Cutbacks in testing rigor (or just the amount of time devoted to testing) can have a two-pronged effect: They can reduce earlier than otherwise Covid deaths among early vaccinated people, but the cuts in rigor can also cause many people to resist vaccination (or even join the ranks of “anti-vaxxers”), delaying the development of herd immunity and extending spread of the disease, which, in turn, can cause more Covid deaths in the long run than are saved in the short run.

Ironically, the greater people’s resistance to vaccination, the more rigorous the testing may have to be just to assuage their safety and efficacy fears and induce them to get vaccinated, so that they contribute to the spread of herd immunity and add to derivative economic gains (more jobs and incomes).
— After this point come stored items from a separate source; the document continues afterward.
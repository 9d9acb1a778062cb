//! Surface materials: one per mesh.

use glam::Vec2;
use globe_texture::RasterImage;

use crate::shader::ShaderProgram;

/// Which faces are rasterized.
#[derive(Clone, Copy, Debug, PartialEq, Eq)]
pub enum Side {
    Front,
    Back,
    Double,
}

/// How fragments combine with the target.
#[derive(Clone, Copy, Debug, PartialEq, Eq)]
pub enum Blending {
    /// Overwrite.
    Opaque,
    /// Straight-alpha source-over.
    Alpha,
    /// `src + dst`.
    Additive,
}

/// Specular-lit, normal-mapped opaque surface.
#[derive(Clone, Debug)]
pub struct PhongMaterial {
    pub color: RasterImage,
    pub normal: RasterImage,
    pub specular: RasterImage,
    pub normal_scale: Vec2,
    pub shininess: f32,
}

impl PhongMaterial {
    pub fn new(color: RasterImage, normal: RasterImage, specular: RasterImage) -> Self {
        Self {
            color,
            normal,
            specular,
            normal_scale: Vec2::splat(0.8),
            shininess: 100.0,
        }
    }
}

/// Diffuse-only translucent surface.
#[derive(Clone, Debug)]
pub struct LambertMaterial {
    pub map: RasterImage,
    pub opacity: f32,
    /// Fragments with alpha at or below this are discarded.
    pub alpha_test: f32,
    pub depth_write: bool,
}

impl LambertMaterial {
    pub fn new(map: RasterImage) -> Self {
        Self {
            map,
            opacity: 0.8,
            alpha_test: 0.1,
            depth_write: false,
        }
    }
}

/// A custom program plus its fixed-function state.
#[derive(Clone, Debug)]
pub struct ShaderMaterial {
    pub program: ShaderProgram,
    pub side: Side,
    pub blending: Blending,
    pub depth_write: bool,
    pub depth_test: bool,
}

#[derive(Clone, Debug)]
pub enum SurfaceMaterial {
    Phong(PhongMaterial),
    Lambert(LambertMaterial),
    Shader(ShaderMaterial),
}

impl SurfaceMaterial {
    pub fn side(&self) -> Side {
        match self {
            SurfaceMaterial::Phong(_) | SurfaceMaterial::Lambert(_) => Side::Front,
            SurfaceMaterial::Shader(s) => s.side,
        }
    }

    pub fn blending(&self) -> Blending {
        match self {
            SurfaceMaterial::Phong(_) => Blending::Opaque,
            SurfaceMaterial::Lambert(_) => Blending::Alpha,
            SurfaceMaterial::Shader(s) => s.blending,
        }
    }

    pub fn depth_write(&self) -> bool {
        match self {
            SurfaceMaterial::Phong(_) => true,
            SurfaceMaterial::Lambert(l) => l.depth_write,
            SurfaceMaterial::Shader(s) => s.depth_write,
        }
    }

    pub fn is_transparent(&self) -> bool {
        self.blending() != Blending::Opaque
    }

    /// Rasters sampled by this material, in binding order.
    pub fn textures(&self) -> Vec<&RasterImage> {
        match self {
            SurfaceMaterial::Phong(p) => vec![&p.color, &p.normal, &p.specular],
            SurfaceMaterial::Lambert(l) => vec![&l.map],
            SurfaceMaterial::Shader(s) => match &s.program {
                ShaderProgram::Atmosphere(_) => Vec::new(),
                ShaderProgram::Galaxy { texture, .. } => vec![texture],
            },
        }
    }

    pub fn program(&self) -> Option<&ShaderProgram> {
        match self {
            SurfaceMaterial::Shader(s) => Some(&s.program),
            _ => None,
        }
    }

    pub fn program_mut(&mut self) -> Option<&mut ShaderProgram> {
        match self {
            SurfaceMaterial::Shader(s) => Some(&mut s.program),
            _ => None,
        }
    }
}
By seeking to speed up the FDA approval process, Republican officials could have sewn doubts on the net value of vaccines and slowed the development of herd immunity. Similarly, many Democrats could have compounded the problem by suggesting that Trump has pressed the FDA to compromise its testing rigor for his reelection ends. Media hostility toward Trump, including emphasis on his efforts to press for vaccine development at “warp speed,” has probably compounded political pressures for vaccine resistance.

Peltzman’s line of argument suggests that greater resistance to vaccination can increase the needed payments to spread vaccinations and, again, to achieve herd immunity. The testing rigor for vaccines may also need to be greater than for sleeping pills because the last thing wanted during a pandemic is a vaccine-prescription requirement, which can slow the development of herd immunity by raising the costs of vaccinations.

The politics of vaccines could be having the unintended effect of elevating resistance to Covid vaccinations. In May, the Pew Research Center reported that 72 percent of polled Americans said that they would “definitely” or “probably” be vaccinated for Covid, while 27 percent said they would not. Earlier this month, the percentage of Americans willing to get vaccinated was down by almost a third, to 51 percent. Those unwilling to get vaccinated was up by more than two-thirds, to 49 percent.

These findings portend a new form of the well-known “tragedy of the commons,” a wider and longer spread of Covid and more unintended deaths, given that a check on vaccine politics will unlikely be driven by concern for the common good. Now, as reported by Wall Street Journal editors, officials from the CDC, FDA, NIH, and drug companies are having to work overtime to assure Americans that drug-testing protocols continue to be follow with the upmost rigor.

 

 

 

 

 

Richard McKenzie is an emeritus professor of economics in the Merage Business School at the University of California, Irvine. His latest book under development is The Human Brain on Economics.